Para que la anterior sea una situación normalizada se conjuga una sumatoria de mecanismos deficitarios en la atención y promoción de la salud y el primero de ellos es una medicalización y farmacologización de la misma. Opera sobre nuestro inconsciente que el momento de referirse a un agente de salud es justamente cuando carecemos de esta última, definida únicamente como negación de la enfermedad.
Aceptamos también que el acceso a la salud (pública, privada o bajo el extraño paraguas de la medicina mutual) es tan complejo, lleno de obstáculos y demoras que si nos enfrentamos cara a cara con un médico o médica, partir con las manos vacías, o sea, sin una prescripción para alguna droga o algún estudio bioquímico o funcional, es un fracaso y una pérdida de tiempo.
Pero sobre todo quiere decir que triunfó en nuestro ideario el paradigma de Farmacity, un paraíso donde consumir 2×1 es la meta, sin importar si se trata de un medicamento, un puñado de golosinas o un cosmético cuyo color no podíamos decidir si llevábamos uno solo.

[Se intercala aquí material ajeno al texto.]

// SPDX-License-Identifier: PolyForm-Noncommercial-1.0.0
// Copyright (c) 2025 Sylvex. All rights reserved.

//! Unified error hierarchy for plcwire.
//!
//! Errors are split by *when* they can happen:
//!
//! - Build-time errors ([`BuildError`]) are raised synchronously while a
//!   request is assembled. Nothing has been sent when one of these surfaces.
//! - Field errors ([`FieldError`]) happen after dispatch and are scoped to a
//!   single field. They are carried inside a [`Response`](crate::request::Response)
//!   and never abort sibling fields.
//! - Connection errors ([`ConnectionError`]) are raised while a connection is
//!   constructed or after it has been closed.
//!
//! # Error Hierarchy
//!
//! ```text
//! PlcError (root)
//! ├── BuildError       - Address grammar, duplicate names, intervals
//! ├── FieldError       - Per-field outcome after dispatch
//! ├── ConnectionError  - Connection string and lifecycle
//! └── CodecError       - Frame encoding and decoding
//! ```
//!
//! # Examples
//!
//! ```
//! use plcwire_core::error::{FieldError, PlcError};
//! use plcwire_core::types::ResponseCode;
//! use std::time::Duration;
//!
//! let error = FieldError::timeout(Duration::from_secs(5));
//! assert!(error.is_retryable());
//! assert_eq!(error.response_code(), ResponseCode::Timeout);
//!
//! let plc_error: PlcError = error.into();
//! assert!(plc_error.is_retryable());
//! ```

use crate::types::{ProtocolKind, ResponseCode};
use std::time::Duration;
use thiserror::Error;

// =============================================================================
// PlcError - Root Error Type
// =============================================================================

/// The root error type for plcwire.
#[derive(Debug, Error)]
pub enum PlcError {
    /// Request construction error.
    #[error("Build error: {0}")]
    Build(#[from] BuildError),

    /// Per-field failure.
    #[error("Field error: {0}")]
    Field(#[from] FieldError),

    /// Connection error.
    #[error("Connection error: {0}")]
    Connection(#[from] ConnectionError),

    /// Codec error.
    #[error("Codec error: {0}")]
    Codec(#[from] CodecError),
}

impl PlcError {
    /// Returns `true` if this error is retryable.
    pub fn is_retryable(&self) -> bool {
        match self {
            PlcError::Field(e) => e.is_retryable(),
            _ => false,
        }
    }

    /// Returns the error type as a string for logging.
    pub fn error_type(&self) -> &'static str {
        match self {
            PlcError::Build(_) => "build",
            PlcError::Field(e) => e.error_type(),
            PlcError::Connection(_) => "connection",
            PlcError::Codec(_) => "codec",
        }
    }
}

// =============================================================================
// BuildError
// =============================================================================

/// Errors raised while building a request.
#[derive(Debug, Clone, PartialEq, Eq, Error)]
pub enum BuildError {
    /// Address string does not match its protocol's grammar.
    #[error("Invalid address '{address}': {message}")]
    InvalidAddress {
        /// The offending address string.
        address: String,
        /// What is wrong with it.
        message: String,
    },

    /// An event field name is already present in the builder.
    #[error("Duplicate field definition '{name}'")]
    DuplicateFieldName {
        /// The duplicated field name.
        name: String,
    },

    /// A cyclic subscription was given a zero interval.
    #[error("Invalid polling interval for '{name}': {message}")]
    InvalidInterval {
        /// The field name.
        name: String,
        /// What is wrong with the interval.
        message: String,
    },

    /// The address belongs to another protocol than the connection.
    #[error("Address '{address}' is a {actual} address, expected {expected}")]
    WrongProtocol {
        /// The address string.
        address: String,
        /// Protocol of the connection.
        expected: ProtocolKind,
        /// Protocol of the address.
        actual: ProtocolKind,
    },

    /// The request contains no fields.
    #[error("Request contains no fields")]
    EmptyRequest,
}

impl BuildError {
    /// Creates an invalid address error.
    pub fn invalid_address(address: impl Into<String>, message: impl Into<String>) -> Self {
        Self::InvalidAddress {
            address: address.into(),
            message: message.into(),
        }
    }

    /// Creates a duplicate field name error.
    pub fn duplicate_field(name: impl Into<String>) -> Self {
        Self::DuplicateFieldName { name: name.into() }
    }

    /// Creates an invalid interval error.
    pub fn invalid_interval(name: impl Into<String>, message: impl Into<String>) -> Self {
        Self::InvalidInterval {
            name: name.into(),
            message: message.into(),
        }
    }
}

/// Result type for build operations.
pub type BuildResult<T> = Result<T, BuildError>;

// =============================================================================
// FieldError
// =============================================================================

/// Failure of a single field after it was handed to the engine.
///
/// Cloneable so that one failure of a batched exchange can be attached to
/// every field the exchange carried.
#[derive(Debug, Clone, PartialEq, Eq, Error)]
pub enum FieldError {
    /// The operation could not be serialized. Nothing was sent.
    #[error("Encode failure: {message}")]
    Encode {
        /// Error message.
        message: String,
    },

    /// Sending failed or the physical layer reported an error.
    #[error("Transport failure: {message}")]
    Transport {
        /// Error message.
        message: String,
    },

    /// No matching response arrived before the deadline.
    #[error("Timed out after {duration:?}")]
    Timeout {
        /// The configured deadline.
        duration: Duration,
    },

    /// The device rejected the operation.
    #[error("Remote party reported code 0x{code:08X}: {message}")]
    ProtocolAbort {
        /// Device-reported code.
        code: u32,
        /// Protocol description of the code.
        message: String,
    },

    /// The address is well formed but does not exist on the device.
    #[error("Item not found: {address}")]
    NotFound {
        /// The address that was not found.
        address: String,
    },

    /// The matching response could not be interpreted.
    #[error("Decode failure: {message}")]
    Decode {
        /// Error message.
        message: String,
    },

    /// The protocol does not support this operation.
    #[error("Unsupported operation: {operation}")]
    Unsupported {
        /// Description of the operation.
        operation: String,
    },

    /// The connection closed while the field was outstanding.
    #[error("Connection closed")]
    ConnectionClosed,

    /// The caller stopped waiting for the field.
    #[error("Cancelled")]
    Cancelled,
}

impl FieldError {
    /// Creates an encode failure.
    pub fn encode(message: impl Into<String>) -> Self {
        Self::Encode {
            message: message.into(),
        }
    }

    /// Creates a transport failure.
    pub fn transport(message: impl Into<String>) -> Self {
        Self::Transport {
            message: message.into(),
        }
    }

    /// Creates a timeout error.
    pub fn timeout(duration: Duration) -> Self {
        Self::Timeout { duration }
    }

    /// Creates a protocol abort error.
    pub fn protocol_abort(code: u32, message: impl Into<String>) -> Self {
        Self::ProtocolAbort {
            code,
            message: message.into(),
        }
    }

    /// Creates a not found error.
    pub fn not_found(address: impl Into<String>) -> Self {
        Self::NotFound {
            address: address.into(),
        }
    }

    /// Creates a decode failure.
    pub fn decode(message: impl Into<String>) -> Self {
        Self::Decode {
            message: message.into(),
        }
    }

    /// Creates an unsupported operation error.
    pub fn unsupported(operation: impl Into<String>) -> Self {
        Self::Unsupported {
            operation: operation.into(),
        }
    }

    /// Returns `true` if a fresh attempt may succeed.
    pub fn is_retryable(&self) -> bool {
        matches!(self, FieldError::Timeout { .. } | FieldError::Transport { .. })
    }

    /// Returns the device-reported code for protocol aborts.
    pub fn abort_code(&self) -> Option<u32> {
        match self {
            FieldError::ProtocolAbort { code, .. } => Some(*code),
            _ => None,
        }
    }

    /// Maps this error to the per-field response code.
    pub fn response_code(&self) -> ResponseCode {
        match self {
            FieldError::Encode { .. } => ResponseCode::InvalidDataType,
            FieldError::Transport { .. } => ResponseCode::TransportError,
            FieldError::Timeout { .. } => ResponseCode::Timeout,
            FieldError::ProtocolAbort { .. } => ResponseCode::RemoteError,
            FieldError::NotFound { .. } => ResponseCode::NotFound,
            FieldError::Decode { .. } => ResponseCode::InternalError,
            FieldError::Unsupported { .. } => ResponseCode::Unsupported,
            FieldError::ConnectionClosed => ResponseCode::ConnectionClosed,
            FieldError::Cancelled => ResponseCode::Cancelled,
        }
    }

    /// Returns the error type as a string for logging.
    pub fn error_type(&self) -> &'static str {
        match self {
            FieldError::Encode { .. } => "encode",
            FieldError::Transport { .. } => "transport",
            FieldError::Timeout { .. } => "timeout",
            FieldError::ProtocolAbort { .. } => "protocol_abort",
            FieldError::NotFound { .. } => "not_found",
            FieldError::Decode { .. } => "decode",
            FieldError::Unsupported { .. } => "unsupported",
            FieldError::ConnectionClosed => "connection_closed",
            FieldError::Cancelled => "cancelled",
        }
    }
}

impl From<CodecError> for FieldError {
    fn from(err: CodecError) -> Self {
        match err {
            CodecError::Encode { message } => FieldError::Encode { message },
            CodecError::Unsupported { operation } => FieldError::Unsupported { operation },
            other => FieldError::decode(other.to_string()),
        }
    }
}

/// Result type for a single field.
pub type FieldResult<T> = Result<T, FieldError>;

// =============================================================================
// ConnectionError
// =============================================================================

/// Errors raised while constructing or using a connection.
#[derive(Debug, Clone, PartialEq, Eq, Error)]
pub enum ConnectionError {
    /// The connection string does not match the URI grammar.
    #[error("Invalid connection string '{uri}': {message}")]
    InvalidUri {
        /// The connection string.
        uri: String,
        /// What is wrong with it.
        message: String,
    },

    /// A query parameter is not recognized by the protocol.
    #[error("Unknown parameter '{name}' for protocol {protocol}")]
    UnknownParameter {
        /// The parameter name.
        name: String,
        /// The protocol.
        protocol: ProtocolKind,
    },

    /// A query parameter has a malformed value.
    #[error("Invalid value '{value}' for parameter '{name}': {message}")]
    InvalidParameter {
        /// The parameter name.
        name: String,
        /// The offending value.
        value: String,
        /// Expected form.
        message: String,
    },

    /// The protocol named in the connection string is not supported.
    #[error("Unsupported protocol: {protocol}")]
    UnsupportedProtocol {
        /// The protocol name.
        protocol: String,
    },

    /// The transport could not be used.
    #[error("Transport error: {message}")]
    Transport {
        /// Error message.
        message: String,
    },

    /// The connection is closed.
    #[error("Connection is closed")]
    Closed,

    /// The request was built without a connection to execute on.
    #[error("Request is not bound to a connection")]
    NotBound,
}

En definitiva, la lógica de la salud como mercancía y no como derecho del cual el Estado es garante.
Pero la salud como negocio le resulta tan rentable a los grupos empresarios que se fuerza hasta el límite de la legalidad, como podemos sospechar invocando los incisos a, c y d del artículo N°19 de la Ley de Medicamentos (16463/64) que prohíbe: “a) La elaboración, la tenencia, fraccionamiento, circulación, distribución y entrega al público de productos impuros o ilegítimos;[…] c) Inducir en los anuncios de los productos de expendio libre a la automedicación; d) Toda forma de anuncio al público, de los productos cuyo expendio sólo haya sido autorizado ‘bajo receta’”.
El problema es que el avance de los laboratorios y sus intereses sobre la salud humana y la profunda convicción lograda a partir de la segunda mitad del siglo XX de que cualquier problema puede ser solucionado con un blister también generaron un sustrato para la reacción opuesta a este movimiento, abarcando desde la promoción de medicinas no tradicionales a los movimientos antivacunas. Pero la realidad es que las distintas respuestas que quienes tratan de cuidar su salud encuentran provienen en casi todos los casos de búsquedas individuales porque seguimos entendiendo al conocimiento como algo accesible para unos pocos que sean dignos de vestir el guardapolvo blanco.
Y así, mientras reina la confusión entre quienes, escapando a la medicina tradicional confunden homeopatía con medicina natural (vale la pena destacar que los extractos de origen vegetal tienen actividad farmacológica probada y posologías adecuadas) y quienes realizan un par de días de tratamiento con antibióticos por su propia cuenta frente a un catarro hasta que se sienten mejor (cultivando así en sus propios organismos a bacterias resistentes a todas las terapias descubiertas hasta el momento) lo que no se pone en cuestión es cómo los Estados regulan a las corporaciones y protegen a la población. Incluso, una pregunta aún menos formulada es qué tipo de profesionales de la salud están formándose en las universidades, y esto, en el caso de las más prestigiosas y con mayor número de egresados, es también terreno estatal.
Entonces, en la oportunidad de imaginar modelos de país en un antagonismo con el neoliberalismo y la expansión empresarial y especulativa que nos presenta un año electoral como 2019, debe pensarse también la relación de la academia con la sociedad, la forma de abarcar proyectos de salud desde la interdisciplina y el cómo acabar con las castas prehistóricas que, en medio de la ola verde feminista, siguen dando cátedra a nuevas generaciones de médicos y médicas formados en los prejuicios, la patologización de la homosexualidad y la violencia obstétrica en vez de incorporar la perspectiva de la medicina basada en evidencia, la perspectiva de género y el buenvivir de la población en su conjunto y en relación con su medioambiente.